*Data to process*:
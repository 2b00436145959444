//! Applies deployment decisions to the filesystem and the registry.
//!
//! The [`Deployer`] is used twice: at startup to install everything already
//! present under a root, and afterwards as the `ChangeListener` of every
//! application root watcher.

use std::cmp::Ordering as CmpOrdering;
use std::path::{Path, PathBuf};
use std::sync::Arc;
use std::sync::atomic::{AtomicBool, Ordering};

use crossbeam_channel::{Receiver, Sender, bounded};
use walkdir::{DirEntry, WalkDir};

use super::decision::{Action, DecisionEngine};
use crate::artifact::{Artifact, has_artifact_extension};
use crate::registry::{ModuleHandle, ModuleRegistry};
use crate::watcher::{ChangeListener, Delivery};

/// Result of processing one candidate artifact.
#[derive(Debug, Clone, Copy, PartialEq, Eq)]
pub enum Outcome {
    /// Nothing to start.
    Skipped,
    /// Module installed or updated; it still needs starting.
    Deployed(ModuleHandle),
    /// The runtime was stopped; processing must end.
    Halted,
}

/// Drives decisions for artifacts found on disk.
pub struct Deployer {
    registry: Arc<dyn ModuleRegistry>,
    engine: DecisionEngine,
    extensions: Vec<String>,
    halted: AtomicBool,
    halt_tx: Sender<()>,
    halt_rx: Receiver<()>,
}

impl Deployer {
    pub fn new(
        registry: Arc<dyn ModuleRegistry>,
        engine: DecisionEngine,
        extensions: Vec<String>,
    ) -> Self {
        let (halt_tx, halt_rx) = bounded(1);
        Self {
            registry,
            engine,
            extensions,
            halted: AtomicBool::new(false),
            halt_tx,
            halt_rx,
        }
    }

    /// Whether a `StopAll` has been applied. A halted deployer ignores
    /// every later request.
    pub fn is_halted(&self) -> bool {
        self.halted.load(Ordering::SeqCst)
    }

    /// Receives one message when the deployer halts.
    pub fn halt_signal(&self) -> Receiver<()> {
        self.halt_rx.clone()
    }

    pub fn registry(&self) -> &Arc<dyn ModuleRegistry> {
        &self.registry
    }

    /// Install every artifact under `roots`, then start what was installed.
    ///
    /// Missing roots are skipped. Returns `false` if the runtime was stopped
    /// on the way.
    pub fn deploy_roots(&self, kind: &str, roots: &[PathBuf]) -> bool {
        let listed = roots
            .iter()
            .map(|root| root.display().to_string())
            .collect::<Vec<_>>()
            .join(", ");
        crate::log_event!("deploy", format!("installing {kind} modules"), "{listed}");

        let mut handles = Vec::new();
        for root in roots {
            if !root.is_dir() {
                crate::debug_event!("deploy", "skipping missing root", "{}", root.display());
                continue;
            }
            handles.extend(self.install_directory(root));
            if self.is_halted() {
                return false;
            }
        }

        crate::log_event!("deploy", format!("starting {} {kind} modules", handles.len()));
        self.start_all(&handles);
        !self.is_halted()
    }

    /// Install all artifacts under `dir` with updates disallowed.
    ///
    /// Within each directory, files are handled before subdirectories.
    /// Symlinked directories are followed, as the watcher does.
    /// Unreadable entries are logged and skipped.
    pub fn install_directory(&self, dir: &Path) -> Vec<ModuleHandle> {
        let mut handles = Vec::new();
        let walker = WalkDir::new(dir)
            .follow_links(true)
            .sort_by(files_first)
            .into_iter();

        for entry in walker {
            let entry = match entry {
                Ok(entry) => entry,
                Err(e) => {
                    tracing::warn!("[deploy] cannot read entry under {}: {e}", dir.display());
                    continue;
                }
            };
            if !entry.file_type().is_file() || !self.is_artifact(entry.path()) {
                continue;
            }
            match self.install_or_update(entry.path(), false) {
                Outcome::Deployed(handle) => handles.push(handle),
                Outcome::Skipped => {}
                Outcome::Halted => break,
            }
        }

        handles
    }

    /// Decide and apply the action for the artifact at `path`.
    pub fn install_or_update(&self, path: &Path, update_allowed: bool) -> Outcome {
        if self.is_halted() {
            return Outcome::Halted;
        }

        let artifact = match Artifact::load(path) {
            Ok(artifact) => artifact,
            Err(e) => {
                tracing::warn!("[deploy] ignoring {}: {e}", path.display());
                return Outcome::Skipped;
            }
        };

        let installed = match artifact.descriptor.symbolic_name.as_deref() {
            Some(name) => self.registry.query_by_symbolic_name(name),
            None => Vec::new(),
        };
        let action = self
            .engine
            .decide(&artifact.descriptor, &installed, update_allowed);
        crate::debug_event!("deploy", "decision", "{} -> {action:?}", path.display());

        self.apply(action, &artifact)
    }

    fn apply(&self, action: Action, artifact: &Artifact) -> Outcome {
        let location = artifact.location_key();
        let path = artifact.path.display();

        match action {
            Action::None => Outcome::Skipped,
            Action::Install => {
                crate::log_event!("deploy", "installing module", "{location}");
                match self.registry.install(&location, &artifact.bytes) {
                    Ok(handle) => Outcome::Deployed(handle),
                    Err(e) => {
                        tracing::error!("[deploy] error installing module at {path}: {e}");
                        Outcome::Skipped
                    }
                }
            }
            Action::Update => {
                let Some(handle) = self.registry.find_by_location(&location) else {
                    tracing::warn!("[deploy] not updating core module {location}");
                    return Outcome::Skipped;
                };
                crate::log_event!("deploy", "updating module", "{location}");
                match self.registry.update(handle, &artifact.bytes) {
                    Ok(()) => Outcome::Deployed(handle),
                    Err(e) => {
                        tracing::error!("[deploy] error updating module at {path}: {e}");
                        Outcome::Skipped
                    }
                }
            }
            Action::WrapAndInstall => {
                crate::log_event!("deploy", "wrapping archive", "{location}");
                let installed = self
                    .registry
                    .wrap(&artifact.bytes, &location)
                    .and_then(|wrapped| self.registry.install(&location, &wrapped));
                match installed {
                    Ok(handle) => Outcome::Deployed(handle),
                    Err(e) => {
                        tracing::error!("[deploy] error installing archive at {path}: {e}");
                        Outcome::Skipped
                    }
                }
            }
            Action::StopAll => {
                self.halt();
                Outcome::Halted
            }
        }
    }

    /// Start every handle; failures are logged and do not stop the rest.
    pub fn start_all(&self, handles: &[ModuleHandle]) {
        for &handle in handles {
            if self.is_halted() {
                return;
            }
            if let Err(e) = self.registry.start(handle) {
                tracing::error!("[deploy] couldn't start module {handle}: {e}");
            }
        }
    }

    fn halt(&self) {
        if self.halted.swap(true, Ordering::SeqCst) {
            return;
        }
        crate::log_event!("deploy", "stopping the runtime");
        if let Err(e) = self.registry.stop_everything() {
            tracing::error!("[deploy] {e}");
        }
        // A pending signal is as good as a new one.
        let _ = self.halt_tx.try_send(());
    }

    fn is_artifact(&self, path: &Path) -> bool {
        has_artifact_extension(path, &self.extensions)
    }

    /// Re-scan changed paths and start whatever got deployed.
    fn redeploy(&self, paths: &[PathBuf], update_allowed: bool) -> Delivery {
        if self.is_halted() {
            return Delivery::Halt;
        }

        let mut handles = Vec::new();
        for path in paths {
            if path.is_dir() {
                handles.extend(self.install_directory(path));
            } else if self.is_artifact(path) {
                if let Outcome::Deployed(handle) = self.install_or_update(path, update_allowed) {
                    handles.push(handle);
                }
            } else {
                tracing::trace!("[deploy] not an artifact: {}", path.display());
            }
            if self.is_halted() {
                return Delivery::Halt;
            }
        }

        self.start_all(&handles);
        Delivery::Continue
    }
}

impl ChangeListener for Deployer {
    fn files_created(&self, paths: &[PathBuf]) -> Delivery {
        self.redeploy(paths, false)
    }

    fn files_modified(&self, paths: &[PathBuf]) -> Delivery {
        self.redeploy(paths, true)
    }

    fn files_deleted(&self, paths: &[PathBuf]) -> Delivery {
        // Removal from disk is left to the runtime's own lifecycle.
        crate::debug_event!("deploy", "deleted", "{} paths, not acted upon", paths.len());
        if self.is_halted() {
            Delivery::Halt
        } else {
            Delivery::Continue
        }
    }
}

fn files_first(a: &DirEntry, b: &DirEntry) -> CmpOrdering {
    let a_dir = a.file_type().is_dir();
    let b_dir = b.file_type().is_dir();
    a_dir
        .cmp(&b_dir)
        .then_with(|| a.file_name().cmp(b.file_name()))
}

--

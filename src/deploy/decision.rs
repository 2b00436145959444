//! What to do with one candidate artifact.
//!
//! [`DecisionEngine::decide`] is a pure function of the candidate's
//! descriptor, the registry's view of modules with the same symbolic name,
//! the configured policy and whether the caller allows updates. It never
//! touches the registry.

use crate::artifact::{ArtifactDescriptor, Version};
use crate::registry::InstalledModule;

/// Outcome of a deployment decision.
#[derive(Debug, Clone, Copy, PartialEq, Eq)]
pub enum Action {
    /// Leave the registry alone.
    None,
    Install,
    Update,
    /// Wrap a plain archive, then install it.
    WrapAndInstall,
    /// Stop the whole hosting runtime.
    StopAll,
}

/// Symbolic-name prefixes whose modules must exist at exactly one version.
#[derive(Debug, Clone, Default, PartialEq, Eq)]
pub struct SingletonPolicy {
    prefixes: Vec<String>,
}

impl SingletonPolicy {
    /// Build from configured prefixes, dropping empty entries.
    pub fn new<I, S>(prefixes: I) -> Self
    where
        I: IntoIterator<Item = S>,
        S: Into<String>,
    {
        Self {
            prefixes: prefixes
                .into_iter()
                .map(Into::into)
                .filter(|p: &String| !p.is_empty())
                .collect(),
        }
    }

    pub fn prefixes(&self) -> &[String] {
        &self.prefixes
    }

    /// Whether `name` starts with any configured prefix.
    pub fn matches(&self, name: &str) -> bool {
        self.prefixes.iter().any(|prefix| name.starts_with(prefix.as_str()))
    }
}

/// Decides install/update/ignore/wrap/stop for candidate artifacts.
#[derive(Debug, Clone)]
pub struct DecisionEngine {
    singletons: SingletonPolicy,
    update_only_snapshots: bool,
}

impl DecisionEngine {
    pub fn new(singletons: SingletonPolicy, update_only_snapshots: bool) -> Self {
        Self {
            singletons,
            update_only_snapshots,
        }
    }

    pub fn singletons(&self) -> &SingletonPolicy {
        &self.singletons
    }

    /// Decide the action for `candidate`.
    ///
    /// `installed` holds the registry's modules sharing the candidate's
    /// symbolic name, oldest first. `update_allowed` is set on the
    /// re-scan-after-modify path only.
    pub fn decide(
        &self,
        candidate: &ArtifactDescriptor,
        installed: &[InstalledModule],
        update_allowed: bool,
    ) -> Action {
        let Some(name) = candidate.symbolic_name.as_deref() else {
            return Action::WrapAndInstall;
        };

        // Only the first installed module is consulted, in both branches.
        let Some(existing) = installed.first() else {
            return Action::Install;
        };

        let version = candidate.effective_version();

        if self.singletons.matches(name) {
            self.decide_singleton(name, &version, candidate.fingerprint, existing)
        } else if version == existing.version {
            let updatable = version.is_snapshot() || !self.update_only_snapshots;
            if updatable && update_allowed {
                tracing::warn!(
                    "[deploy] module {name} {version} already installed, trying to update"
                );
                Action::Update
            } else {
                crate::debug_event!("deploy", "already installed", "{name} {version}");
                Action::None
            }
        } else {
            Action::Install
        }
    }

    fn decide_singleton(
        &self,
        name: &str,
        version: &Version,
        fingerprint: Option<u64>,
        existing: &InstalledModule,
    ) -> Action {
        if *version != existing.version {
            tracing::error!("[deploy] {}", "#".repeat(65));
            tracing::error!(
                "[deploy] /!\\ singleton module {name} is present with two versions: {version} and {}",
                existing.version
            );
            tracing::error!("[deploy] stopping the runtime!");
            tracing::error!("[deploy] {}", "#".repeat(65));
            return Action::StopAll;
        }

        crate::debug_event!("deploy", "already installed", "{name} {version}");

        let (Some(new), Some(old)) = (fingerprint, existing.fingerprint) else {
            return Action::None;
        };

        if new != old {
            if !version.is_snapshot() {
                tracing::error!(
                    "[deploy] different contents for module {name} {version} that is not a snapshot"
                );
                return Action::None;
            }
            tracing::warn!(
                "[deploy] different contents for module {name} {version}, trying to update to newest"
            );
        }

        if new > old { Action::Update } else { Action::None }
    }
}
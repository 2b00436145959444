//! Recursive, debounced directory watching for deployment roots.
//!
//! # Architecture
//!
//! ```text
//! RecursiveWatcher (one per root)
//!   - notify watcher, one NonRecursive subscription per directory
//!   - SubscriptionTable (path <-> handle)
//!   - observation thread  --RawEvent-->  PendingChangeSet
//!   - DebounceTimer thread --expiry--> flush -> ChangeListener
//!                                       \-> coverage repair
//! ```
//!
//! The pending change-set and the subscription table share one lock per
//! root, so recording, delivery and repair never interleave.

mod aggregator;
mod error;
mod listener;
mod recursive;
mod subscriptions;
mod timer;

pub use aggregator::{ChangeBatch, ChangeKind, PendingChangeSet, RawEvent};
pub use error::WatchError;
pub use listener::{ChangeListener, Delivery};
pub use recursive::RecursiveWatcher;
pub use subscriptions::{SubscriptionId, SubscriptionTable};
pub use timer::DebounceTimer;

*What to produce*: Whenever the word "extend" appears in a line of the listing, copy out that line.

*Result for this task*:
            handles.extend(self.install_directory(root));
                handles.extend(self.install_directory(path));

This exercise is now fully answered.